> Records provided:
===
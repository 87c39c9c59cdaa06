use fixed::types::I32F32;

#[derive(Debug, Clone, Copy, PartialEq, PartialOrd)]
pub struct Pt(I32F32);

impl Pt {
    pub const ZERO: Pt = Pt(I32F32::from_bits(0));

    pub fn from_f32(value: f32) -> Pt {
        if !value.is_finite() {
            return Pt::ZERO;
        }
        let milli = (value as f64 * 1000.0).round();
        let milli = milli.clamp(i64::MIN as f64, i64::MAX as f64) as i64;
        Pt::from_milli_i64(milli)
    }

    pub fn from_i32(value: i32) -> Pt {
        Pt::from_milli_i64((value as i64) * 1000)
    }

    // CSS pixels are 96 per inch, points 72 per inch.
    pub fn from_px(value: f32) -> Pt {
        Pt::from_f32(value * 0.75)
    }

    pub fn to_f32(self) -> f32 {
        self.0.to_num()
    }

    pub fn to_milli_i64(self) -> i64 {
        let bits = self.0.to_bits() as i128;
        let denom = 1i128 << 32;
        let scaled = bits * 1000;
        let adj = if scaled >= 0 { denom / 2 } else { -denom / 2 };
        let milli = (scaled + adj) / denom;
        milli.clamp(i64::MIN as i128, i64::MAX as i128) as i64
    }

    pub fn max(self, other: Pt) -> Pt {
        if self >= other { self } else { other }
    }

    pub fn min(self, other: Pt) -> Pt {
        if self <= other { self } else { other }
    }

    pub fn abs(self) -> Pt {
        if self.to_milli_i64() < 0 { -self } else { self }
    }

    pub fn mul_ratio(self, num: i32, denom: i32) -> Pt {
        if denom == 0 {
            return Pt::ZERO;
        }
        let milli = self.to_milli_i64() as i128;
        let num = num as i128;
        let denom = denom as i128;
        let value = div_round_i128(milli.saturating_mul(num), denom);
        Pt::from_milli_i128(value)
    }

    pub fn from_milli_i64(milli: i64) -> Pt {
        Pt::from_milli_i128(milli as i128)
    }

    fn from_milli_i128(milli: i128) -> Pt {
        let denom = 1i128 << 32;
        let adj = if milli >= 0 { 500 } else { -500 };
        let bits = (milli * denom + adj) / 1000;
        let bits = bits.clamp(i64::MIN as i128, i64::MAX as i128) as i64;
        Pt(I32F32::from_bits(bits))
    }
}

impl std::ops::Add for Pt {
    type Output = Pt;
    fn add(self, rhs: Pt) -> Pt {
        Pt::from_milli_i128(self.to_milli_i64() as i128 + rhs.to_milli_i64() as i128)
    }
}

impl std::ops::AddAssign for Pt {
    fn add_assign(&mut self, rhs: Pt) {
        *self = *self + rhs;
    }
}

impl std::ops::Sub for Pt {
    type Output = Pt;
    fn sub(self, rhs: Pt) -> Pt {
        Pt::from_milli_i128(self.to_milli_i64() as i128 - rhs.to_milli_i64() as i128)
    }
}

impl std::ops::SubAssign for Pt {
    fn sub_assign(&mut self, rhs: Pt) {
        *self = *self - rhs;
    }
}

impl std::ops::Mul<i32> for Pt {
    type Output = Pt;
    fn mul(self, rhs: i32) -> Pt {
        let milli = self.to_milli_i64() as i128;
        Pt::from_milli_i128(milli.saturating_mul(rhs as i128))
    }
}

impl std::ops::Div<i32> for Pt {
    type Output = Pt;
    fn div(self, rhs: i32) -> Pt {
        if rhs == 0 {
            Pt::ZERO
        } else {
            let milli = self.to_milli_i64() as i128;
            let value = div_round_i128(milli, rhs as i128);
            Pt::from_milli_i128(value)
        }
    }
}

impl std::ops::Mul<f32> for Pt {
    type Output = Pt;
    fn mul(self, rhs: f32) -> Pt {
        if !rhs.is_finite() {
            return Pt::ZERO;
        }
        Pt::from_f32(self.to_f32() * rhs)
    }
}

impl std::ops::Div<f32> for Pt {
    type Output = Pt;
    fn div(self, rhs: f32) -> Pt {
        if rhs == 0.0 || !rhs.is_finite() {
            Pt::ZERO
        } else {
            Pt::from_f32(self.to_f32() / rhs)
        }
    }
}

fn div_round_i128(num: i128, den: i128) -> i128 {
    if den == 0 {
        return 0;
    }
    let den_abs = den.abs();
    if num >= 0 {
        (num + (den_abs / 2)) / den
    } else {
        -(((-num) + (den_abs / 2)) / den)
    }
}

impl std::ops::Neg for Pt {
    type Output = Pt;
    fn neg(self) -> Pt {
        Pt::from_milli_i128(-(self.to_milli_i64() as i128))
    }
}

#[derive(Debug, Clone, Copy, PartialEq)]
pub struct Size {
    pub width: Pt,
    pub height: Pt,
}

impl Size {
    pub fn from_px(width_px: f32, height_px: f32) -> Self {
        Self {
            width: Pt::from_px(width_px),
            height: Pt::from_px(height_px),
        }
    }

    pub fn min_side(self) -> Pt {
        self.width.min(self.height)
    }

    pub fn max_side(self) -> Pt {
        self.width.max(self.height)
    }
}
===
> Work to be completed: The entries above need to be transcribed with no differences at all.

> Exercise response:
repository 87c39c9c59cdaa06
use fixed::types::I32F32;

#[derive(Debug, Clone, Copy, PartialEq, PartialOrd)]
pub struct Pt(I32F32);

impl Pt {
    pub const ZERO: Pt = Pt(I32F32::from_bits(0));

    pub fn from_f32(value: f32) -> Pt {
        if !value.is_finite() {
            return Pt::ZERO;
        }
        let milli = (value as f64 * 1000.0).round();
        let milli = milli.clamp(i64::MIN as f64, i64::MAX as f64) as i64;
        Pt::from_milli_i64(milli)
    }

    pub fn from_i32(value: i32) -> Pt {
        Pt::from_milli_i64((value as i64) * 1000)
    }

    // CSS pixels are 96 per inch, points 72 per inch.
    pub fn from_px(value: f32) -> Pt {
        Pt::from_f32(value * 0.75)
    }

    pub fn to_f32(self) -> f32 {
        self.0.to_num()
    }

    pub fn to_milli_i64(self) -> i64 {
        let bits = self.0.to_bits() as i128;
        let denom = 1i128 << 32;
        let scaled = bits * 1000;
        let adj = if scaled >= 0 { denom / 2 } else { -denom / 2 };
        let milli = (scaled + adj) / denom;
        milli.clamp(i64::MIN as i128, i64::MAX as i128) as i64
    }

    pub fn max(self, other: Pt) -> Pt {
        if self >= other { self } else { other }
    }

    pub fn min(self, other: Pt) -> Pt {
        if self <= other { self } else { other }
    }

    pub fn abs(self) -> Pt {
        if self.to_milli_i64() < 0 { -self } else { self }
    }

    pub fn mul_ratio(self, num: i32, denom: i32) -> Pt {
        if denom == 0 {
            return Pt::ZERO;
        }
        let milli = self.to_milli_i64() as i128;
        let num = num as i128;
        let denom = denom as i128;
        let value = div_round_i128(milli.saturating_mul(num), denom);
        Pt::from_milli_i128(value)
    }

    pub fn from_milli_i64(milli: i64) -> Pt {
        Pt::from_milli_i128(milli as i128)
    }

    fn from_milli_i128(milli: i128) -> Pt {
        let denom = 1i128 << 32;
        let adj = if milli >= 0 { 500 } else { -500 };
        let bits = (milli * denom + adj) / 1000;
        let bits = bits.clamp(i64::MIN as i128, i64::MAX as i128) as i64;
        Pt(I32F32::from_bits(bits))
    }
}

impl std::ops::Add for Pt {
    type Output = Pt;
    fn add(self, rhs: Pt) -> Pt {
        Pt::from_milli_i128(self.to_milli_i64() as i128 + rhs.to_milli_i64() as i128)
    }
}

impl std::ops::AddAssign for Pt {
    fn add_assign(&mut self, rhs: Pt) {
        *self = *self + rhs;
    }
}

impl std::ops::Sub for Pt {
    type Output = Pt;
    fn sub(self, rhs: Pt) -> Pt {
        Pt::from_milli_i128(self.to_milli_i64() as i128 - rhs.to_milli_i64() as i128)
    }
}

impl std::ops::SubAssign for Pt {
    fn sub_assign(&mut self, rhs: Pt) {
        *self = *self - rhs;
    }
}

impl std::ops::Mul<i32> for Pt {
    type Output = Pt;
    fn mul(self, rhs: i32) -> Pt {
        let milli = self.to_milli_i64() as i128;
        Pt::from_milli_i128(milli.saturating_mul(rhs as i128))
    }
}

impl std::ops::Div<i32> for Pt {
    type Output = Pt;
    fn div(self, rhs: i32) -> Pt {
        if rhs == 0 {
            Pt::ZERO
        } else {
            let milli = self.to_milli_i64() as i128;
            let value = div_round_i128(milli, rhs as i128);
            Pt::from_milli_i128(value)
        }
    }
}

impl std::ops::Mul<f32> for Pt {
    type Output = Pt;
    fn mul(self, rhs: f32) -> Pt {
        if !rhs.is_finite() {
            return Pt::ZERO;
        }
        Pt::from_f32(self.to_f32() * rhs)
    }
}

impl std::ops::Div<f32> for Pt {
    type Output = Pt;
    fn div(self, rhs: f32) -> Pt {
        if rhs == 0.0 || !rhs.is_finite() {
            Pt::ZERO
        } else {
            Pt::from_f32(self.to_f32() / rhs)
        }
    }
}

fn div_round_i128(num: i128, den: i128) -> i128 {
    if den == 0 {
        return 0;
    }
    let den_abs = den.abs();
    if num >= 0 {
        (num + (den_abs / 2)) / den
    } else {
        -(((-num) + (den_abs / 2)) / den)
    }
}

impl std::ops::Neg for Pt {
    type Output = Pt;
    fn neg(self) -> Pt {
        Pt::from_milli_i128(-(self.to_milli_i64() as i128))
    }
}

#[derive(Debug, Clone, Copy, PartialEq)]
pub struct Size {
    pub width: Pt,
    pub height: Pt,
}

impl Size {
    pub fn from_px(width_px: f32, height_px: f32) -> Self {
        Self {
            width: Pt::from_px(width_px),
            height: Pt::from_px(height_px),
        }
    }

    pub fn min_side(self) -> Pt {
        self.width.min(self.height)
    }

    pub fn max_side(self) -> Pt {
        self.width.max(self.height)
    }
}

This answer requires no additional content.